Stored data entries:
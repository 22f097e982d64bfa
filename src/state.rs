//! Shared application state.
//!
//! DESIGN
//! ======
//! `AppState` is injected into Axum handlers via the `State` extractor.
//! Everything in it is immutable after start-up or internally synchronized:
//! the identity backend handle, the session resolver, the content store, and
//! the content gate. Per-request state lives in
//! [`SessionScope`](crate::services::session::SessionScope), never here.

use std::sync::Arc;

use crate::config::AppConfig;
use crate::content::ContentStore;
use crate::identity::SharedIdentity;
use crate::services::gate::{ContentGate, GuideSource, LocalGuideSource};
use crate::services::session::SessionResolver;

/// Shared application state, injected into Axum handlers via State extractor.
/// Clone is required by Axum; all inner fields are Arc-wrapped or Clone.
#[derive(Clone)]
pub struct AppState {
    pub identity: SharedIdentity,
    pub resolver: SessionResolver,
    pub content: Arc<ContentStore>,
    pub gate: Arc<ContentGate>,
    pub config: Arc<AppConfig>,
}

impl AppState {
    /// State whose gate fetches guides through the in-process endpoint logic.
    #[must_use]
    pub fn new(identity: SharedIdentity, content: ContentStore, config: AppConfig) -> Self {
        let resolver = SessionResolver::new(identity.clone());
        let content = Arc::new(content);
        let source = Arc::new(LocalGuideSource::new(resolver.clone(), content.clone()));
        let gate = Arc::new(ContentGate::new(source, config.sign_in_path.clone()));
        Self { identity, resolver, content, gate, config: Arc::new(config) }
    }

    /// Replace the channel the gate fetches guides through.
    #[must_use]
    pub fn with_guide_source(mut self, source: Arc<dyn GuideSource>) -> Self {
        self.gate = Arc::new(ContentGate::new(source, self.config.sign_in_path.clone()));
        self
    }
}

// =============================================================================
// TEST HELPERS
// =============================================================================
* * *
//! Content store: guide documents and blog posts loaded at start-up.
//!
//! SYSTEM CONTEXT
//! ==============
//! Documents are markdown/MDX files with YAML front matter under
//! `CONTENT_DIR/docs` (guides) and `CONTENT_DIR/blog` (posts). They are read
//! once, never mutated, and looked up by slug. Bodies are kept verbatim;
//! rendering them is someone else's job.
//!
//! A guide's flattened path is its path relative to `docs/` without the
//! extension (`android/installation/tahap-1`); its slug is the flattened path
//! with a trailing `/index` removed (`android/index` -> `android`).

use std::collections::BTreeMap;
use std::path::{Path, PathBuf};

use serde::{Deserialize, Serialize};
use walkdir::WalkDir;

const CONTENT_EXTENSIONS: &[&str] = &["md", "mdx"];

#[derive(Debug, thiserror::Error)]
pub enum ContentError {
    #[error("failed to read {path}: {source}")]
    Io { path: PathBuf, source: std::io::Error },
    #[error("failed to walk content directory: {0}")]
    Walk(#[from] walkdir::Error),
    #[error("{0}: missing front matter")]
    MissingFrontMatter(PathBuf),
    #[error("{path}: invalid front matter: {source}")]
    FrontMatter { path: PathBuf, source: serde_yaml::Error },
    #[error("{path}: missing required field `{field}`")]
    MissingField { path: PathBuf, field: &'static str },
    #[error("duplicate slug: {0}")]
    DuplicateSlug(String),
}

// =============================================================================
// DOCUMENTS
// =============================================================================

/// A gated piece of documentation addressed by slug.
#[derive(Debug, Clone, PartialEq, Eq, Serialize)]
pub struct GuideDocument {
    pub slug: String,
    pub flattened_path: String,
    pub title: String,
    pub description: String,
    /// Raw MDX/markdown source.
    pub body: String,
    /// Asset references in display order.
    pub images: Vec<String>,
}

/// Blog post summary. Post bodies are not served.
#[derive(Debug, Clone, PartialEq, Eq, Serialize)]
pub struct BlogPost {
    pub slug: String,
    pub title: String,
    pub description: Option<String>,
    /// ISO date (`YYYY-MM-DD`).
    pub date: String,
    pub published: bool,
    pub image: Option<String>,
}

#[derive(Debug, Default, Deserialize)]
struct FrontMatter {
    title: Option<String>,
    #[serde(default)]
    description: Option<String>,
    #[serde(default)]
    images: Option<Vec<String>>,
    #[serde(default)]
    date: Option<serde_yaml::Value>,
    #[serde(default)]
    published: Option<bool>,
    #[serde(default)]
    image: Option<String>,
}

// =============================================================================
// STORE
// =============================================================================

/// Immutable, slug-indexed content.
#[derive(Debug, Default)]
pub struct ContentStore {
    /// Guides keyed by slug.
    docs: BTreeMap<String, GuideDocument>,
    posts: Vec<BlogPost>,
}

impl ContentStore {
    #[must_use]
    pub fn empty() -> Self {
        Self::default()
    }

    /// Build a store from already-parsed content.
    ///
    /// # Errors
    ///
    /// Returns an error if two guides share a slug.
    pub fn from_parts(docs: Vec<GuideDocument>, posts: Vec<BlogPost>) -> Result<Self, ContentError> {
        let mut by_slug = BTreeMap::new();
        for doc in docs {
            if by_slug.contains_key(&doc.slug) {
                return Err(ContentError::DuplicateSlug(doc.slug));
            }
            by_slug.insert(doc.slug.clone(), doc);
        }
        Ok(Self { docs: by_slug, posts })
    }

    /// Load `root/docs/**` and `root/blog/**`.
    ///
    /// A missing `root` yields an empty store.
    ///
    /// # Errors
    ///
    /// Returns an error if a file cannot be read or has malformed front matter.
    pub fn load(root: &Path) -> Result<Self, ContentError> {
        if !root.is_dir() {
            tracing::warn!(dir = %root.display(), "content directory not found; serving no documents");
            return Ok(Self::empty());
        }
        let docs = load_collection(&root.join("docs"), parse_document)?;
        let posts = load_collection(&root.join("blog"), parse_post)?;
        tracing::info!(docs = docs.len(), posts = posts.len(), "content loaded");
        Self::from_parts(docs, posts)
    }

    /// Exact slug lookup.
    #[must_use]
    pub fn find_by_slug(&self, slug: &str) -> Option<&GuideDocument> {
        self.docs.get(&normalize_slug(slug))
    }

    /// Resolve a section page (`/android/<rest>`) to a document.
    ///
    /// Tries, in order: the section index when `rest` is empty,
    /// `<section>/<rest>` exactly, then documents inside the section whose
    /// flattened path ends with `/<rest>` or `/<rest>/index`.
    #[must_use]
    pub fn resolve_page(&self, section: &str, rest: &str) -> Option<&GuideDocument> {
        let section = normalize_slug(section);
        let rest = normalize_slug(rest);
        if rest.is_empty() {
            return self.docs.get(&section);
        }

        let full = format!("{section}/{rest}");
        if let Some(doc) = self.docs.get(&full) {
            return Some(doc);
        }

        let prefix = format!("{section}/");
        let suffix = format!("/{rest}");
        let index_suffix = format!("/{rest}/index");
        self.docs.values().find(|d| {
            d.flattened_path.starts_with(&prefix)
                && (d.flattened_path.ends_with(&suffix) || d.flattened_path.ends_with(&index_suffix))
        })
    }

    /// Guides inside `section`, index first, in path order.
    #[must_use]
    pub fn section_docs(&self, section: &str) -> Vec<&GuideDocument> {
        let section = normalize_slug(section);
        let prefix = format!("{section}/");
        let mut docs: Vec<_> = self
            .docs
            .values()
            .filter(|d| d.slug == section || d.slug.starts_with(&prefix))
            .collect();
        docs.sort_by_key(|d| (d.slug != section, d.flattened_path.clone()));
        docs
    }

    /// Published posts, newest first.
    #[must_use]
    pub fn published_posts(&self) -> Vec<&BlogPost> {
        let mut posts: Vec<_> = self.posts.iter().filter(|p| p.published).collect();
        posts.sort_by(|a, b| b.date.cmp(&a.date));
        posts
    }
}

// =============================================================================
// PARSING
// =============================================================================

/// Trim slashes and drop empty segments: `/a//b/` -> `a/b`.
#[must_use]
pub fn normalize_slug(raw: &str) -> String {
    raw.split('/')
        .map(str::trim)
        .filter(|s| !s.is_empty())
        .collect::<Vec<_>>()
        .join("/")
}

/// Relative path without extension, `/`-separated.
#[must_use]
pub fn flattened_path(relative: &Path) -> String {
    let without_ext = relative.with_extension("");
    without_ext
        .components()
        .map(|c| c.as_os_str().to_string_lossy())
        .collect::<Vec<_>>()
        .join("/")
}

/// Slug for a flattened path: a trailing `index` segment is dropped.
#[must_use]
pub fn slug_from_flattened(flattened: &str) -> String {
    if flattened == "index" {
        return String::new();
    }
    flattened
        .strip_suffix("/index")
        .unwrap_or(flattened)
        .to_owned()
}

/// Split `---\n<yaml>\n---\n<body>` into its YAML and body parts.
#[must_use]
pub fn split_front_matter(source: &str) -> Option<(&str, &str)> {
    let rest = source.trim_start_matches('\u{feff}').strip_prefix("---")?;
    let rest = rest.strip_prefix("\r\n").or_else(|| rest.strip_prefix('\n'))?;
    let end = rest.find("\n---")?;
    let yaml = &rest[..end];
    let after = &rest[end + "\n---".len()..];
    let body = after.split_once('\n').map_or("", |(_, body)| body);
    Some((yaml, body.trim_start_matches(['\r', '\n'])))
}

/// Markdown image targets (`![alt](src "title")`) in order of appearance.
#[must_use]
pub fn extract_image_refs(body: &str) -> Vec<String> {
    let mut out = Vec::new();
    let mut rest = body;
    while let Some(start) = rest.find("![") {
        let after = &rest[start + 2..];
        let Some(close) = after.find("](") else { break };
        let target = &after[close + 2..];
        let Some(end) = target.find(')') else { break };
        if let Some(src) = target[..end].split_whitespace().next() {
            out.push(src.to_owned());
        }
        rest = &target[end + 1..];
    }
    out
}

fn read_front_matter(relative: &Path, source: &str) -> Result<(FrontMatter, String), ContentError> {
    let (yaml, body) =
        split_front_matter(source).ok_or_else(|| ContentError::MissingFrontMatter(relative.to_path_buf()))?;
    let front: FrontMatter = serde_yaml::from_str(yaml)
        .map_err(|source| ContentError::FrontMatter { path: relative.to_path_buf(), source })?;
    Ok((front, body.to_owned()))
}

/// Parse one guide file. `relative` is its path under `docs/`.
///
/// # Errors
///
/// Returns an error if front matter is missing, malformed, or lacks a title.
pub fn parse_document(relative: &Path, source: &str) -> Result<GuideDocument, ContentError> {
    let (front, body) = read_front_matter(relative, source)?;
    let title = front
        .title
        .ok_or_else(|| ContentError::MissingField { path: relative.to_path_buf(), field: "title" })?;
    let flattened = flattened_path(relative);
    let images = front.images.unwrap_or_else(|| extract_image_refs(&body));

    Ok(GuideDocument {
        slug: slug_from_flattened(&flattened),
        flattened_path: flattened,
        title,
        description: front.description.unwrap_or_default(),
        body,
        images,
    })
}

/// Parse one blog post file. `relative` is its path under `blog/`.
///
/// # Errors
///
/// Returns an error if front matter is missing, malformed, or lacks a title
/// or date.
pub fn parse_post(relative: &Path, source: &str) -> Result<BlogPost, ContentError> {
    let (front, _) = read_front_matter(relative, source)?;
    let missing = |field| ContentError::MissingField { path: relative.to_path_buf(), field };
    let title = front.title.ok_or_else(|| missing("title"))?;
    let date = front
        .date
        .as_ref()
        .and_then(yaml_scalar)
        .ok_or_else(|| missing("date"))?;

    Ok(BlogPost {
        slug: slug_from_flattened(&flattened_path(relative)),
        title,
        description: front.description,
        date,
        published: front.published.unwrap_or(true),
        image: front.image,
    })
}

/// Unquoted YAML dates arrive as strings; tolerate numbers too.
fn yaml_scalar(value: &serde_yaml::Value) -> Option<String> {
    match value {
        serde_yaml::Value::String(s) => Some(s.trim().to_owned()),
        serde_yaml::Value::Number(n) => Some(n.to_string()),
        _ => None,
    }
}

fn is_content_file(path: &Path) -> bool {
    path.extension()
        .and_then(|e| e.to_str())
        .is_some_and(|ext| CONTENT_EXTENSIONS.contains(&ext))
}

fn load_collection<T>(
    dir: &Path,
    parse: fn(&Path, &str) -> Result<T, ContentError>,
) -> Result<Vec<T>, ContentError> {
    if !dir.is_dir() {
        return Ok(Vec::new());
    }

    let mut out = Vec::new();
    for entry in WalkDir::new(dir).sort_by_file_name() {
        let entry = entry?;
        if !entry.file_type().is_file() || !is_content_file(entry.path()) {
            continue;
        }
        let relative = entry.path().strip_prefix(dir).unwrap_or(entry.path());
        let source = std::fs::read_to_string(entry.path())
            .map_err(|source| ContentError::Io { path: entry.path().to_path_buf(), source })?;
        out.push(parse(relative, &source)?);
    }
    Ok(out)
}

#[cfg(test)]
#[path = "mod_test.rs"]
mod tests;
==
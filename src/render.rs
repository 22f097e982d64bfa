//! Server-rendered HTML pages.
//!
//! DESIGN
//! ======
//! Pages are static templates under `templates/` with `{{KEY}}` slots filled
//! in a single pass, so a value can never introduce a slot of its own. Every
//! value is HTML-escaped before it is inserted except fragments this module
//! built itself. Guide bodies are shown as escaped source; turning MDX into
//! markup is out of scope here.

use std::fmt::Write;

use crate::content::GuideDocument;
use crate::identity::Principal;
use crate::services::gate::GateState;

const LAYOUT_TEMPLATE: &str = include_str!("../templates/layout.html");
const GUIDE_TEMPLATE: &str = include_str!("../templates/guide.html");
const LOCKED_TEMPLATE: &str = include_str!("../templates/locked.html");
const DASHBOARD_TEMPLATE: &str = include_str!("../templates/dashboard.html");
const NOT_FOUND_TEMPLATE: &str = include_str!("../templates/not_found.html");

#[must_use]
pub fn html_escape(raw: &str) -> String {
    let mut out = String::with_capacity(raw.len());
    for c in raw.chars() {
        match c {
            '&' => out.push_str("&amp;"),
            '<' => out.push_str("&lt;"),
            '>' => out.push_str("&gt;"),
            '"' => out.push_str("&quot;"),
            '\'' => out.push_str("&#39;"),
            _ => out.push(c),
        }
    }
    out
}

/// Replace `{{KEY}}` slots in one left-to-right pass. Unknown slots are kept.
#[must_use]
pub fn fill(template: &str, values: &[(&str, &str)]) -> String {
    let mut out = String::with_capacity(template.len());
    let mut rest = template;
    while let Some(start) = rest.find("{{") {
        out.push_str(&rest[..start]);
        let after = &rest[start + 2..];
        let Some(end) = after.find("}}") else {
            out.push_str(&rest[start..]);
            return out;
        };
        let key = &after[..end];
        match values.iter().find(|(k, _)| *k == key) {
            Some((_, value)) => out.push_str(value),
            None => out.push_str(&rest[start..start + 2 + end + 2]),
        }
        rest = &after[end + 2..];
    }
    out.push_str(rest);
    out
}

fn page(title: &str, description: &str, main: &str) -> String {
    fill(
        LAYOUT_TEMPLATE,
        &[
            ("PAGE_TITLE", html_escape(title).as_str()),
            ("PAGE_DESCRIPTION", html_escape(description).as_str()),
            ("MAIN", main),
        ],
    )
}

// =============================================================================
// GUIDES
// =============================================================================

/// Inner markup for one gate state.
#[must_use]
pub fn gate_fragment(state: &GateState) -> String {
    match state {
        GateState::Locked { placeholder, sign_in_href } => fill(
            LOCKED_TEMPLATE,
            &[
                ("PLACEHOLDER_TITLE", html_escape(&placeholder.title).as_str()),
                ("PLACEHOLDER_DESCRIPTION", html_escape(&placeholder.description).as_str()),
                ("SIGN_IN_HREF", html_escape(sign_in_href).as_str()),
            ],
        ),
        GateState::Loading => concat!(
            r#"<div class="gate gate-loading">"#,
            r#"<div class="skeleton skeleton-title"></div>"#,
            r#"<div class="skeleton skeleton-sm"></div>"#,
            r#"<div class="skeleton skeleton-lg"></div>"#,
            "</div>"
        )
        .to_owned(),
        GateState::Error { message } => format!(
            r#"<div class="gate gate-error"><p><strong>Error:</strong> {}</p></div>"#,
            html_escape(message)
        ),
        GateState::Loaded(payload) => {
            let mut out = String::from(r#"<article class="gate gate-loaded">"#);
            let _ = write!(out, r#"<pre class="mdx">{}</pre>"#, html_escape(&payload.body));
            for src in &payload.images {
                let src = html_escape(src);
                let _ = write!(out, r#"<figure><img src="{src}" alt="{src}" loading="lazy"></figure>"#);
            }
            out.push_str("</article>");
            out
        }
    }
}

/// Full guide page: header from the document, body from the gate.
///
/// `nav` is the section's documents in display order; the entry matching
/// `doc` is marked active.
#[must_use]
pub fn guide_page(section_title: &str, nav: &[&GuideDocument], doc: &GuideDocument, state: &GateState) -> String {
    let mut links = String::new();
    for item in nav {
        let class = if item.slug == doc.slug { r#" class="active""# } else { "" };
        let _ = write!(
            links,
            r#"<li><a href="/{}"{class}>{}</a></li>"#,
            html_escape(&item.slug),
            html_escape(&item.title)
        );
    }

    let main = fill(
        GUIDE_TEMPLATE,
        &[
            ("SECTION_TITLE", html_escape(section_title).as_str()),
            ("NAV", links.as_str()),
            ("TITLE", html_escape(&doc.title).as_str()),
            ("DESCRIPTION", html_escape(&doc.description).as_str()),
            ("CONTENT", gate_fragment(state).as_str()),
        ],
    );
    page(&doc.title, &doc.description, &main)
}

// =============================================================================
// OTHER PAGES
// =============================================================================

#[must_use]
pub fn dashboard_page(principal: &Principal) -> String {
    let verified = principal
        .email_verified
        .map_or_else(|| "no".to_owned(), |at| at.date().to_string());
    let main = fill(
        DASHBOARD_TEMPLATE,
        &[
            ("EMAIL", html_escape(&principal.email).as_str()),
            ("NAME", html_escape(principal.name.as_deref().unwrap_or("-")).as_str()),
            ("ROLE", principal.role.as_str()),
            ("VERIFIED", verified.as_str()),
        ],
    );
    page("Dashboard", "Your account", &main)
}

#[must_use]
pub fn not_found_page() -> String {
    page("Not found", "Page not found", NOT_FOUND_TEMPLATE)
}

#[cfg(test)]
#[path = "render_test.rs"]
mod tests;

### TO DO
Where a line of the data above includes the string "through", pull it out.

### RESPONSE TO THIS EXERCISE
    /// State whose gate fetches guides through the in-process endpoint logic.
    /// Replace the channel the gate fetches guides through.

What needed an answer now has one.